Few Words about My Path
I’ve graduated from a 5-week bootcamp course about 18 months ago, and right now I’m a happy Frontend developer at Netguru – I work in my favourite technology, I have tons of ambitious goals ahead of me and I engage in community by giving talks on meetups and conferences and working on open-source libraries.
It does not really matter what path you choose to teach yourself programming. Coding bootcamps become very popular lately, so remember it’s a market. Choose wisely, and be prepared for ton of work during the course and after it. You will learn a lot in a small amount of time, but the important thing is to stick to it. You’ll still have a lot to learn after the graduation, so don’t plan long holidays just after the course – it’s important to exercise your new skills every day after learning so much.
I’ve started my first job 3 days after the course, but finding it can take up to 3 months, be patient! It’s important to keep yourself motivated, but also not to set yourself the highest possible target.
This is not a popular opinion, but I truly think you should start working as fast as you can. The first job does not have to be perfect, you don’t have to know yet in what direction you want to evolve. The most important thing is to gain any experience at all. Coding bootcamps are mostly great, but there are things they won’t teach you – as simple as working in a team, solving real issues, communicating clearly about problems and blockers, using tools popular in IT world. In your first job you should learn as much as you can, try new things, have time to see what you’re really into. And as soon as you’re bored or frustrated – start looking for a new one, there’s nothing wrong about searching and exploring the market before fully committing to one employee.
If you’ve ever heard, that retraining / making a complete career change takes just 2-3 months, you’ve been lied to. To fully grow into your new programming profession you need at least 6 month of working experience (working within a team) and at least one new technology or tool learned on your own. Find your specialization and put time into it – it can be prioritising UX or accessibility, vast knowledge of specific framework or library. If you don’t know something – be honest about it but also always read on the topic. Remember, documentation is you friend!

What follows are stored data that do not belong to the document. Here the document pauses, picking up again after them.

//! Watch set manager
//!
//! [`Watcher`] owns the active [`WatchSet`], drives its [`PollReactor`] from
//! a tokio interval and hands every detected change to a single
//! [`Observer`]. Everything runs on the task that awaits [`Watcher::run`]:
//! the reactor checks all entries, the queued notices are then dispatched
//! one by one, so an observer may [`refresh`](WatchSet::refresh) the set
//! from inside `notify` without touching a collection that is being walked.

use crate::config::WatchConfig;
use crate::entry::{Notice, Notifier, WatchEntry};
use crate::error::{Result, WatchError};
use crate::event::WatchEvent;
use crate::reactor::{PollReactor, PollStats};
use statwatch_core::{FsStat, StatSource};
use std::collections::HashSet;
use std::path::PathBuf;
use std::sync::Arc;
use tokio::sync::mpsc;
use tokio::time::{interval, MissedTickBehavior};
use tokio_util::sync::CancellationToken;
use tracing::{debug, info, warn};

/// Receiver of change events
///
/// Closures with the signature of [`Observer::notify`] implement this
/// trait directly.
pub trait Observer {
    /// Called once per detected change, on the watch loop
    ///
    /// `watch` is the live watch set; refreshing it here takes effect
    /// before the next poll. Errors are logged and do not stop the loop.
    fn notify(&mut self, event: &WatchEvent, watch: &mut WatchSet) -> anyhow::Result<()>;

    /// Called each time the loop starts, after all entries are attached
    fn on_listen(&mut self, _watch: &WatchSet) {}
}

impl<F> Observer for F
where
    F: FnMut(&WatchEvent, &mut WatchSet) -> anyhow::Result<()>,
{
    fn notify(&mut self, event: &WatchEvent, watch: &mut WatchSet) -> anyhow::Result<()> {
        self(event, watch)
    }
}

/// Lifecycle of a watch set
#[derive(Debug, Clone, Copy, PartialEq, Eq)]
pub enum ManagerState {
    /// Constructed, or stopped after listening
    Idle,
    /// Entries attached, loop running
    Listening,
}

/// Monitored paths and the reactor their entries are attached to
pub struct WatchSet {
    state: ManagerState,
    paths: Vec<PathBuf>,
    reactor: PollReactor,
    stat: Arc<dyn StatSource>,
    notifier: Notifier,
    /// Bumped on every (re)build; notices from older generations are stale
    generation: u64,
}

impl WatchSet {
    fn new(stat: Arc<dyn StatSource>, notifier: Notifier) -> Self {
        Self {
            state: ManagerState::Idle,
            paths: Vec::new(),
            reactor: PollReactor::new(),
            stat,
            notifier,
            generation: 0,
        }
    }

    pub fn state(&self) -> ManagerState {
        self.state
    }

    pub fn is_listening(&self) -> bool {
        self.state == ManagerState::Listening
    }

    /// Monitored paths, deduplicated, in the order given
    pub fn paths(&self) -> &[PathBuf] {
        &self.paths
    }

    /// Attached entries
    pub fn watchers(&self) -> impl Iterator<Item = &WatchEntry> {
        self.reactor.watchers()
    }

    pub fn len(&self) -> usize {
        self.reactor.len()
    }

    pub fn is_empty(&self) -> bool {
        self.reactor.is_empty()
    }

    /// Rebind the watch set to `paths`
    ///
    /// Every current entry is detached and discarded, then one fresh entry
    /// per path is attached. The new entries are built first: if any path is
    /// unavailable the error is returned and the current set stays in place.
    pub fn refresh<I, P>(&mut self, paths: I) -> Result<()>
    where
        I: IntoIterator<Item = P>,
        P: Into<PathBuf>,
    {
        if !self.is_listening() {
            return Err(WatchError::NotListening);
        }

        let paths = dedup(paths);
        let generation = self.generation + 1;
        let entries = self.build(&paths, generation)?;

        self.reactor.detach_all();
        self.install(paths, entries, generation);
        info!("Refreshed watch set ({} paths)", self.paths.len());
        Ok(())
    }

    fn start<I, P>(&mut self, paths: I) -> Result<()>
    where
        I: IntoIterator<Item = P>,
        P: Into<PathBuf>,
    {
        if self.is_listening() {
            return Err(WatchError::AlreadyListening);
        }

        let paths = dedup(paths);
        let generation = self.generation + 1;
        let entries = self.build(&paths, generation)?;

        self.install(paths, entries, generation);
        self.state = ManagerState::Listening;
        Ok(())
    }

    fn stop(&mut self) {
        self.reactor.detach_all();
        self.state = ManagerState::Idle;
    }

    fn build(&self, paths: &[PathBuf], generation: u64) -> Result<Vec<WatchEntry>> {
        let notifier = self.notifier.with_generation(generation);
        paths
            .iter()
            .map(|path| WatchEntry::new(path.clone(), self.stat.clone(), notifier.clone()))
            .collect()
    }

    fn install(&mut self, paths: Vec<PathBuf>, entries: Vec<WatchEntry>, generation: u64) {
        for entry in entries {
            self.reactor.attach(entry);
        }
        self.paths = paths;
        self.generation = generation;
    }
}

/// Collapse repeated paths to their first occurrence
fn dedup<I, P>(paths: I) -> Vec<PathBuf>
where
    I: IntoIterator<Item = P>,
    P: Into<PathBuf>,
{
    let mut seen = HashSet::new();
    paths
        .into_iter()
        .map(Into::into)
        .filter(|path: &PathBuf| seen.insert(path.clone()))
        .collect()
}

/// Watch set manager bound to one observer
pub struct Watcher<O> {
    set: WatchSet,
    observer: O,
    notices: mpsc::UnboundedReceiver<Notice>,
    config: WatchConfig,
}

impl<O: Observer> Watcher<O> {
    /// Watch the real filesystem with the default configuration
    pub fn new(observer: O) -> Self {
        let (notifier, notices) = Notifier::channel();
        Self {
            set: WatchSet::new(Arc::new(FsStat), notifier),
            observer,
            notices,
            config: WatchConfig::default(),
        }
    }

    pub fn with_config(mut self, config: WatchConfig) -> Self {
        self.config = config;
        self
    }

    /// Replace where stat times come from
    ///
    /// Entries built after this call use the new source.
    pub fn with_stat_source(mut self, stat: Arc<dyn StatSource>) -> Self {
        self.set.stat = stat;
        self
    }

    pub fn config(&self) -> &WatchConfig {
        &self.config
    }

    pub fn state(&self) -> ManagerState {
        self.set.state
    }

    pub fn watch_set(&self) -> &WatchSet {
        &self.set
    }

    pub fn observer(&self) -> &O {
        &self.observer
    }

    pub fn observer_mut(&mut self) -> &mut O {
        &mut self.observer
    }

    pub fn into_observer(self) -> O {
        self.observer
    }

    /// Attach `paths` and enter the watch loop
    ///
    /// Returns once `cancel` fires, with every entry detached. Fails early
    /// if a path is unavailable or the configuration is invalid.
    pub async fn listen<I, P>(&mut self, paths: I, cancel: &CancellationToken) -> Result<()>
    where
        I: IntoIterator<Item = P>,
        P: Into<PathBuf>,
    {
        self.start(paths)?;
        self.run(cancel).await
    }

    /// Attach `paths` without entering the loop
    pub fn start<I, P>(&mut self, paths: I) -> Result<()>
    where
        I: IntoIterator<Item = P>,
        P: Into<PathBuf>,
    {
        self.config.validate()?;
        self.set.start(paths)
    }

    /// Run the watch loop until `cancel` fires or a fatal error occurs
    pub async fn run(&mut self, cancel: &CancellationToken) -> Result<()> {
        if !self.set.is_listening() {
            return Err(WatchError::NotListening);
        }

        let mut ticker = interval(self.config.poll_interval());
        ticker.set_missed_tick_behavior(MissedTickBehavior::Delay);

        info!(
            "Listening on {} paths (interval: {:?})",
            self.set.len(),
            self.config.poll_interval()
        );
        self.observer.on_listen(&self.set);

        let result = loop {
            tokio::select! {
                biased;
                _ = cancel.cancelled() => break Ok(()),
                _ = ticker.tick() => {
                    if let Err(e) = self.poll_now() {
                        break Err(e);
                    }
                }
            }
        };

        self.set.stop();
        while self.notices.try_recv().is_ok() {}

        match &result {
            Ok(()) => info!("Stopped listening"),
            Err(e) => warn!("Watch loop aborted: {}", e),
        }
        result
    }

    /// Rebind the watch set; see [`WatchSet::refresh`]
    pub fn refresh<I, P>(&mut self, paths: I) -> Result<()>
    where
        I: IntoIterator<Item = P>,
        P: Into<PathBuf>,
    {
        self.set.refresh(paths)
    }

    /// Check every entry once and dispatch what they reported
    pub fn poll_now(&mut self) -> Result<PollStats> {
        let stats = self.set.reactor.poll()?;
        self.dispatch_pending();
        Ok(stats)
    }

    /// Hand one event to the observer
    pub fn notify(&mut self, event: &WatchEvent) {
        if let Err(e) = self.observer.notify(event, &mut self.set) {
            warn!("Observer failed for {}: {:#}", event.path.display(), e);
        }
    }

    fn dispatch_pending(&mut self) -> usize {
        let mut dispatched = 0;
        while let Ok(notice) = self.notices.try_recv() {
            if notice.generation != self.set.generation {
                debug!("Dropping stale event for {}", notice.event.path.display());
                continue;
            }
            self.notify(&notice.event);
            dispatched += 1;
        }
        dispatched
    }
}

On the very start of your path you’ll be nor experienced nor skilled, therefore you will never be able to speak will 100% certainty about technological details. However, I’m sure that you know at least one person, who is on your level of experience, but always talks with pride and confidence. That’s probably because he or she forgot how to be honest about not knowing things. Some experienced programmers joke around that the more you learn, the less you actually know (especially in the JS world!). It takes courage to say outloud on a meeting that you are not familiar with a tool or a pattern the team is talking about, but remember – everybody is happy to share their knowledge with you. It’s never a bad thing to ask around and be honest about your knowledge. The best teaching you can get is your colleagues explainings on a real code example. If you won’t be honest with them, you’ll never get the chance to experience that.

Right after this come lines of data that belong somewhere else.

//! Stat-time primitives
//!
//! A [`StatSource`] answers "when was this path last accessed, modified and
//! changed". [`FsStat`] reads real filesystem metadata; [`MemoryStat`] keeps
//! the answers in memory so callers can drive the clock themselves.

use parking_lot::Mutex;
use std::collections::HashMap;
use std::fs;
use std::io;
use std::path::{Path, PathBuf};
use std::time::SystemTime;

/// Access/modify/change timestamps of a single path
#[derive(Debug, Clone, Copy, PartialEq, Eq)]
pub struct StatTimes {
    /// Last access time (atime)
    pub accessed: SystemTime,
    /// Last content modification time (mtime)
    pub modified: SystemTime,
    /// Last inode change time (ctime)
    pub changed: SystemTime,
}

impl StatTimes {
    /// All three timestamps set to the same instant
    pub fn uniform(at: SystemTime) -> Self {
        Self {
            accessed: at,
            modified: at,
            changed: at,
        }
    }

    /// Read the timestamps out of already-fetched metadata
    pub fn from_metadata(meta: &fs::Metadata) -> io::Result<Self> {
        let modified = meta.modified()?;
        let accessed = meta.accessed().unwrap_or(modified);

        Ok(Self {
            accessed,
            modified,
            changed: change_time(meta, modified),
        })
    }
}

#[cfg(unix)]
fn change_time(meta: &fs::Metadata, modified: SystemTime) -> SystemTime {
    use std::os::unix::fs::MetadataExt;
    from_unix(meta.ctime(), meta.ctime_nsec()).unwrap_or(modified)
}

#[cfg(not(unix))]
fn change_time(meta: &fs::Metadata, modified: SystemTime) -> SystemTime {
    // No ctime outside unix; creation time is the closest stand-in
    meta.created().unwrap_or(modified)
}

#[cfg(unix)]
/// `None` when the timestamp does not fit in a `SystemTime`
fn from_unix(secs: i64, nsecs: i64) -> Option<SystemTime> {
    use std::time::{Duration, UNIX_EPOCH};

    let nanos = Duration::from_nanos(nsecs.clamp(0, 999_999_999) as u64);
    let whole = Duration::from_secs(secs.unsigned_abs());
    let base = if secs >= 0 {
        UNIX_EPOCH.checked_add(whole)?
    } else {
        UNIX_EPOCH.checked_sub(whole)?
    };
    base.checked_add(nanos)
}

/// Source of stat times for paths
///
/// Errors are passed through untouched so callers can report the
/// underlying cause (missing file, permission denied, ...).
pub trait StatSource: Send + Sync {
    /// Fetch all three timestamps for `path`
    fn stat(&self, path: &Path) -> io::Result<StatTimes>;

    /// Fetch only the modification time for `path`
    fn modified(&self, path: &Path) -> io::Result<SystemTime> {
        Ok(self.stat(path)?.modified)
    }
}

/// Real filesystem metadata (follows symlinks)
#[derive(Debug, Default, Clone, Copy)]
pub struct FsStat;

impl StatSource for FsStat {
    fn stat(&self, path: &Path) -> io::Result<StatTimes> {
        StatTimes::from_metadata(&fs::metadata(path)?)
    }

    fn modified(&self, path: &Path) -> io::Result<SystemTime> {
        fs::metadata(path)?.modified()
    }
}

/// In-memory stat table
///
/// Paths that were never inserted (or were removed) report `NotFound`,
/// matching what the filesystem does for a missing file.
#[derive(Debug, Default)]
pub struct MemoryStat {
    entries: Mutex<HashMap<PathBuf, StatTimes>>,
}

impl MemoryStat {
    /// Create an empty table
    pub fn new() -> Self {
        Self::default()
    }

    /// Set (or replace) the timestamps of a path
    pub fn insert(&self, path: impl Into<PathBuf>, times: StatTimes) {
        self.entries.lock().insert(path.into(), times);
    }

    /// Simulate a content write at `at`
    ///
    /// Bumps mtime and ctime together, like a real write would. Inserts the
    /// path if it is not present yet.
    pub fn touch(&self, path: impl Into<PathBuf>, at: SystemTime) {
        let mut entries = self.entries.lock();
        let times = entries
            .entry(path.into())
            .or_insert_with(|| StatTimes::uniform(at));
        times.modified = at;
        times.changed = at;
    }

    /// Forget a path, as if the file was deleted
    pub fn remove(&self, path: &Path) -> Option<StatTimes> {
        self.entries.lock().remove(path)
    }

    /// Number of known paths
    pub fn len(&self) -> usize {
        self.entries.lock().len()
    }

    /// Whether no path is known
    pub fn is_empty(&self) -> bool {
        self.entries.lock().is_empty()
    }
}

impl StatSource for MemoryStat {
    fn stat(&self, path: &Path) -> io::Result<StatTimes> {
        self.entries.lock().get(path).copied().ok_or_else(|| {
            io::Error::new(
                io::ErrorKind::NotFound,
                format!("no such file: {}", path.display()),
            )
        })
    }
}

Sharing new knowledge is as important, as gaining it. Even with only few months of experience you can find people, who don’t know something that you already do. Don’t be afraid to take a part in pair-programming, look at your buddy's code and give reviews or share your reflections. Talk with your team or colleagues about interesting cases or problems you’ve had. Whenever you learn something new – share this insight! There is no better way to consolidate knowledge than by explaining the topic to somebody else than yourself and gaining another point of view. The most interesting talk on every conference is the one coming from experience and having a real use-case as basis. Be sure of one thing – you have something interesting to tell!

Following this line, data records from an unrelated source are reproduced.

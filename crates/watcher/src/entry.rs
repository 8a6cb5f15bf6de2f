//! Per-path change detector
//!
//! A [`WatchEntry`] caches the stat times of one path and, when asked to
//! [`check`](WatchEntry::check), compares the live modification time against
//! the cached one. A strictly newer mtime is a change; anything else (equal,
//! or older after a clock jump or a restored backup) is not.

use crate::error::{Result, WatchError};
use crate::event::WatchEvent;
use statwatch_core::{StatSource, StatTimes};
use std::fmt;
use std::path::{Path, PathBuf};
use std::sync::Arc;
use std::time::SystemTime;
use tokio::sync::mpsc;
use tracing::debug;

/// A change notification tagged with the watch-set generation that produced it
#[derive(Debug, Clone, PartialEq, Eq)]
pub struct Notice {
    pub generation: u64,
    pub event: WatchEvent,
}

/// Handle an entry uses to report changes back to its owner
///
/// Every entry receives one at construction. Sending never blocks; the
/// owner drains the queue after each poll.
#[derive(Debug, Clone)]
pub struct Notifier {
    tx: mpsc::UnboundedSender<Notice>,
    generation: u64,
}

impl Notifier {
    /// Create a notifier and the receiving end of its queue
    pub fn channel() -> (Self, mpsc::UnboundedReceiver<Notice>) {
        let (tx, rx) = mpsc::unbounded_channel();
        (Self { tx, generation: 0 }, rx)
    }

    /// Same queue, different generation tag
    pub(crate) fn with_generation(&self, generation: u64) -> Self {
        Self {
            tx: self.tx.clone(),
            generation,
        }
    }

    pub fn generation(&self) -> u64 {
        self.generation
    }

    /// Report an event
    ///
    /// Fails with [`WatchError::ObserverDetached`] when the receiving end is
    /// gone; there is nobody left to tell and the caller must stop.
    pub fn notify(&self, event: WatchEvent) -> Result<()> {
        let path = event.path.clone();
        self.tx
            .send(Notice {
                generation: self.generation,
                event,
            })
            .map_err(|_| WatchError::ObserverDetached { path })
    }
}

/// Watched path plus its last observed stat times
pub struct WatchEntry {
    path: PathBuf,
    last: StatTimes,
    stat: Arc<dyn StatSource>,
    notifier: Notifier,
}

impl WatchEntry {
    /// Stat `path` and cache its times
    ///
    /// A missing or unreadable path is reported as
    /// [`WatchError::PathUnavailable`] with the underlying I/O error.
    pub fn new(
        path: impl Into<PathBuf>,
        stat: Arc<dyn StatSource>,
        notifier: Notifier,
    ) -> Result<Self> {
        let path = path.into();
        let last = match stat.stat(&path) {
            Ok(times) => times,
            Err(source) => return Err(WatchError::PathUnavailable { path, source }),
        };

        Ok(Self {
            path,
            last,
            stat,
            notifier,
        })
    }

    /// Compare the live mtime against the cached one
    ///
    /// Returns `Ok(true)` when a change was detected and reported. On a
    /// change all three cached times are refreshed from a new stat before
    /// the notifier is called.
    pub fn check(&mut self) -> Result<bool> {
        let modified = self.stat.modified(&self.path).map_err(|source| WatchError::Stat {
            path: self.path.clone(),
            source,
        })?;

        if modified <= self.last.modified {
            return Ok(false);
        }

        self.last = self.stat.stat(&self.path).map_err(|source| WatchError::Stat {
            path: self.path.clone(),
            source,
        })?;
        debug!("Change detected: {}", self.path.display());

        self.notifier.notify(WatchEvent::changed(self.path.clone()))?;
        Ok(true)
    }

    pub fn path(&self) -> &Path {
        &self.path
    }

    /// Cached stat times
    pub fn times(&self) -> StatTimes {
        self.last
    }

    pub fn last_accessed(&self) -> SystemTime {
        self.last.accessed
    }

    pub fn last_modified(&self) -> SystemTime {
        self.last.modified
    }

    pub fn last_changed(&self) -> SystemTime {
        self.last.changed
    }
}

impl fmt::Debug for WatchEntry {
    fn fmt(&self, f: &mut fmt::Formatter<'_>) -> fmt::Result {
        f.debug_struct("WatchEntry")
            .field("path", &self.path)
            .field("last", &self.last)
            .field("generation", &self.notifier.generation)
            .finish()
    }
}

Frontend world gives plenty of occasions to feel like part of a group (or even family) – meetups, workshops, being involved on social medias and tech communities. Get to know new people and don’t be afraid to be nerdy during these meetings – it’s ok to spend three hours arguing about which IDE is the best one.
If opportunity presents itself take part in big event like a hackathon or a conference – don’t think you’re not ready! You can also have fun doing small projects on a side – a simple open source library or an eye-catching basic web game. Whatever will give you fun and make your activity bar on github greener!
With few months of experience and few small projects in your portfolio start thinking what’s the dream job for you. At this point you may still feel uncertain about your skills, but remember – you’re not the only one having these emotions. Experiencing an impostor syndrome after retraining is very common. If you’re feeling like you don’t deserve to be admired it probably means you’re ambitious and you’ve worked hard to be where you are. It’s the time to look beyond next three months and peacefully think about what you want your career to be like. What’s important to you in a work culture? What kind of projects do you want to work on? How can you make impact on the community or technology? Answer to those questions should help you with defining your goals.